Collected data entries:
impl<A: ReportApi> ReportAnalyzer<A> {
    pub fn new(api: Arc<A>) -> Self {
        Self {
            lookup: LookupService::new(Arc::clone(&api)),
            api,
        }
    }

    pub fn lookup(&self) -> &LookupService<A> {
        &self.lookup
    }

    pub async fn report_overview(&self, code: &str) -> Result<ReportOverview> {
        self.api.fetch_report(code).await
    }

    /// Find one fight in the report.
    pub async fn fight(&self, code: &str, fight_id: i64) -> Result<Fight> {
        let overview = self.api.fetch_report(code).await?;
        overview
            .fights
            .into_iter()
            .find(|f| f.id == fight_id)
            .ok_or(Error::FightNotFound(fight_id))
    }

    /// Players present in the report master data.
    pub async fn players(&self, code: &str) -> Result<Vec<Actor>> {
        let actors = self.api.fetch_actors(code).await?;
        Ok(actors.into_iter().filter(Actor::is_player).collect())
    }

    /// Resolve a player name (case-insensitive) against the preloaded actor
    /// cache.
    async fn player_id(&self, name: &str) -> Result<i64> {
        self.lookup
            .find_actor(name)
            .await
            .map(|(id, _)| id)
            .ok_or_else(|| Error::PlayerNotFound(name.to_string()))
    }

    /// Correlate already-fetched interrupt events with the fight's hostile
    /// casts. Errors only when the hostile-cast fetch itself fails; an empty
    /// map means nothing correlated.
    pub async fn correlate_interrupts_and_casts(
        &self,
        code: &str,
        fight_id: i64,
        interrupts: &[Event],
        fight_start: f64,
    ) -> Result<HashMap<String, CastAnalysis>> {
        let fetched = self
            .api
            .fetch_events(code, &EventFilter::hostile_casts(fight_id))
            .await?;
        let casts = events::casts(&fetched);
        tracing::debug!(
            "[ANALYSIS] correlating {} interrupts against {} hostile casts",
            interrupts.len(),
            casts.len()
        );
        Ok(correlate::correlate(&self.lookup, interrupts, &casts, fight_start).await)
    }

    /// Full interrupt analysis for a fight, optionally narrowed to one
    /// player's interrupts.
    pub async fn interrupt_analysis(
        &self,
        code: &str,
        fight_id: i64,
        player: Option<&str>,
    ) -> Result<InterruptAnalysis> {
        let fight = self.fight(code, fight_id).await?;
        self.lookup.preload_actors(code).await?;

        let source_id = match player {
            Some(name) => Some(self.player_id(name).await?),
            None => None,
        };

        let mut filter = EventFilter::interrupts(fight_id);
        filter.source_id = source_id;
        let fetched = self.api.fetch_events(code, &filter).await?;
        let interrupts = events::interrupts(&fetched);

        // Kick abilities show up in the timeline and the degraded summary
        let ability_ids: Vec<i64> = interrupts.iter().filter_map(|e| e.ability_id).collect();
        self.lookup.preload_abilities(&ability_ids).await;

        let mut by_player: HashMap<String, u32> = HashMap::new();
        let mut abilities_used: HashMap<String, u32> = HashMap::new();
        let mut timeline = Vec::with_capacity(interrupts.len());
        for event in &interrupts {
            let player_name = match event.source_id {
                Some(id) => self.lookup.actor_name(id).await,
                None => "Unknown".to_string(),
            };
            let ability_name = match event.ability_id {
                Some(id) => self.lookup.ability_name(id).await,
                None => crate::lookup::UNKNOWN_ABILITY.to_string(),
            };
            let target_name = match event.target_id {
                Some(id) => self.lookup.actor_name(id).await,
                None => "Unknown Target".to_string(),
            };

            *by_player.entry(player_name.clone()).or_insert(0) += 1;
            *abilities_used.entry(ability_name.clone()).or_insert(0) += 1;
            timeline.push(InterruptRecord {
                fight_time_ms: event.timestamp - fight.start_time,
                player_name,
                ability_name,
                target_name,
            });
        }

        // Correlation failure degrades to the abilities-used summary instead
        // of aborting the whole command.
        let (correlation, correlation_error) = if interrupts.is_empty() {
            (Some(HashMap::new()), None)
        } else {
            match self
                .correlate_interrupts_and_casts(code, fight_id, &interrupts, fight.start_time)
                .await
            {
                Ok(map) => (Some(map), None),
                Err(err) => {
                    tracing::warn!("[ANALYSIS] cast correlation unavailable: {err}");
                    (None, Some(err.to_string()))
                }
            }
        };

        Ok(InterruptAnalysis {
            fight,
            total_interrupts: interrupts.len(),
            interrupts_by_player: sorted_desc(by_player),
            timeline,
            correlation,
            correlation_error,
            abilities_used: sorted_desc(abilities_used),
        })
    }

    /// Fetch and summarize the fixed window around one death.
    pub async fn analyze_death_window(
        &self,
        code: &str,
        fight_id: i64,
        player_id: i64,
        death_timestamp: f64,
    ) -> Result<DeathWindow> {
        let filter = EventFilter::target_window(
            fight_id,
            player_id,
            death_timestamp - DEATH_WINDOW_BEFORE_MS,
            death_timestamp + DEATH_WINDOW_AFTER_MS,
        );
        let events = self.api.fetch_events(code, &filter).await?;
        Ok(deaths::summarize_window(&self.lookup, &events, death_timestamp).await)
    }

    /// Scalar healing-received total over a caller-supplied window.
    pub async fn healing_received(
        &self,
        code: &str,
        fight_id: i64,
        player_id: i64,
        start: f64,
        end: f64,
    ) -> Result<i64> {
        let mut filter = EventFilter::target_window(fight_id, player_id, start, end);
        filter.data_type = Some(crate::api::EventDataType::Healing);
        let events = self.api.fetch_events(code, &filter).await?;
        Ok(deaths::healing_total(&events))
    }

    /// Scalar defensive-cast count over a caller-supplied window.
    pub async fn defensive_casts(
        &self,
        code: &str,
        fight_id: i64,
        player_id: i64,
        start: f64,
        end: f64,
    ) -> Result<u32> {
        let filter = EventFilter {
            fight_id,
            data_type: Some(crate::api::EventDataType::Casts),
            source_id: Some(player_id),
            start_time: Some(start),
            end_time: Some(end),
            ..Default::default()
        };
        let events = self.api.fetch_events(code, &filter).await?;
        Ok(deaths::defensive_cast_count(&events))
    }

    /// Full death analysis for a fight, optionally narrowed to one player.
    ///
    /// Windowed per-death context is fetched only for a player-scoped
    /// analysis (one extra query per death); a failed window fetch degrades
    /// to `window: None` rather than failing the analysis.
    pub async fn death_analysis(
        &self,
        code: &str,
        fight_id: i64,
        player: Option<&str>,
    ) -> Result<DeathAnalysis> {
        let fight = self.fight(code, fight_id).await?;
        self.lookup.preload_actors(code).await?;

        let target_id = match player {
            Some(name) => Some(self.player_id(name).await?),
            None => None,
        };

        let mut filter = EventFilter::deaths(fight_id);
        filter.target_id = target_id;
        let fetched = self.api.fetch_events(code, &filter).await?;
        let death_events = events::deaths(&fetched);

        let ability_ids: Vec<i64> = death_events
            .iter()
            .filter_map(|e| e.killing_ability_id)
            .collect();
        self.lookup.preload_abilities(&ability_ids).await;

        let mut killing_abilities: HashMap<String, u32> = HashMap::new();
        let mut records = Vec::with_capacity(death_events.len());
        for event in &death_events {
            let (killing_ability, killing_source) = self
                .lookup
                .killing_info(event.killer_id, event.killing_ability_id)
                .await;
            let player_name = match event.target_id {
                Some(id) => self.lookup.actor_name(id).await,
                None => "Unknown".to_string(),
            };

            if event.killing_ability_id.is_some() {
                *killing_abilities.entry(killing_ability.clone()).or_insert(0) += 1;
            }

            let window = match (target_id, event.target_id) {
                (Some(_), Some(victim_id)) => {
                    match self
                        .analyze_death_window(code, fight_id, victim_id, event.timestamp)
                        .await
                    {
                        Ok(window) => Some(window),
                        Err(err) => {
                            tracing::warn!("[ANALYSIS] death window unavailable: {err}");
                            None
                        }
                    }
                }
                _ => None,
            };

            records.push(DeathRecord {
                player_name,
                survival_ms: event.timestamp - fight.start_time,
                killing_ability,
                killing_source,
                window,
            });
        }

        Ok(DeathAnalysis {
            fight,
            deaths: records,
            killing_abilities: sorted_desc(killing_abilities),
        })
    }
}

--

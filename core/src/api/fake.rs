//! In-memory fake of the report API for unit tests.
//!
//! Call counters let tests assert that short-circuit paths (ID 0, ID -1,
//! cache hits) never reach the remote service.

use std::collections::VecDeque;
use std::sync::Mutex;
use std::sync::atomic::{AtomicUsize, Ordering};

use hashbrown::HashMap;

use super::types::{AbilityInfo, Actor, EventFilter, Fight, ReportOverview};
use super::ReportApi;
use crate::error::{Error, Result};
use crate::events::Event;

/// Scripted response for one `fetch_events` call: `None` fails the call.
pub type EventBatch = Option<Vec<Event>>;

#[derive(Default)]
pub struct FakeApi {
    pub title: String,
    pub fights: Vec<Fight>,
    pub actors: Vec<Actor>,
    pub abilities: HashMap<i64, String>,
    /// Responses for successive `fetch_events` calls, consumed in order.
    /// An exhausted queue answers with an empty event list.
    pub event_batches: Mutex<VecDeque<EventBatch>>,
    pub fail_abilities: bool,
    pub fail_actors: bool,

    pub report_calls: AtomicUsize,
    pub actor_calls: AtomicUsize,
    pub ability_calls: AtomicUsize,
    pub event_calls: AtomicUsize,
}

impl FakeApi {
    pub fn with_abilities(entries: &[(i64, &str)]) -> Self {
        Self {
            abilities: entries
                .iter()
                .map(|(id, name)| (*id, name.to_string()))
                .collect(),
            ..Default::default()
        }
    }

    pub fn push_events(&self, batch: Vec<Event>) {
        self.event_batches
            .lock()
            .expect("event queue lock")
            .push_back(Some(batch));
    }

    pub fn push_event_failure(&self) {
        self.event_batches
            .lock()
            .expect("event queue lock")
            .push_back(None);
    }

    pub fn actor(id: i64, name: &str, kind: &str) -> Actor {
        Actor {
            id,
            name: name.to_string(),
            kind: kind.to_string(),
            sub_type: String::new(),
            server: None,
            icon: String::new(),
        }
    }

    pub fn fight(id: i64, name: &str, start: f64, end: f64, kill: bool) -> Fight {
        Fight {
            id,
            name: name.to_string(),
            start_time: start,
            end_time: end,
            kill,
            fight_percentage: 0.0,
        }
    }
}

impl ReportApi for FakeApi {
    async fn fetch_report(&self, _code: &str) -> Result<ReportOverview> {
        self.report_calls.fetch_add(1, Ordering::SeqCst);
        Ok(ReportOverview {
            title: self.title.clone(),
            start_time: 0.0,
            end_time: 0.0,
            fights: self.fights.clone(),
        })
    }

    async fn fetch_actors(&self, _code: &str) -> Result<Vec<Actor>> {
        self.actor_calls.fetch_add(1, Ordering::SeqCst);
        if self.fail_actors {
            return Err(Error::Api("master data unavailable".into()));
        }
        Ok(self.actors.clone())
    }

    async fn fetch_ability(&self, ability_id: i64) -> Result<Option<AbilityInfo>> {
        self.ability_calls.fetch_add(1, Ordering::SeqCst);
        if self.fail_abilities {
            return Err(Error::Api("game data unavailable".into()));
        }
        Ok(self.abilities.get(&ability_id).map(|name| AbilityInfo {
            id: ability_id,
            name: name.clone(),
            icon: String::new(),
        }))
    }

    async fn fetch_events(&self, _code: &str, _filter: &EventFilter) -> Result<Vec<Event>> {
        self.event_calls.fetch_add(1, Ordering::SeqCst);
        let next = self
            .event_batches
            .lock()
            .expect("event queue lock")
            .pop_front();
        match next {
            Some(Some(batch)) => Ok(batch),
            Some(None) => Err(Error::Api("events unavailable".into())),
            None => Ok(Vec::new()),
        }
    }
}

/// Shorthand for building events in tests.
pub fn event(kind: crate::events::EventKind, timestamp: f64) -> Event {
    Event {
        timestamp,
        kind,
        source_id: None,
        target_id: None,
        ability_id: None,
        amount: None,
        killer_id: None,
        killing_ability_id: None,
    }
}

◆ **Problem description**
In these entries, some lines may contain the string "optionally". Give the number of such lines and nothing more.

◆ **Response to the task**
2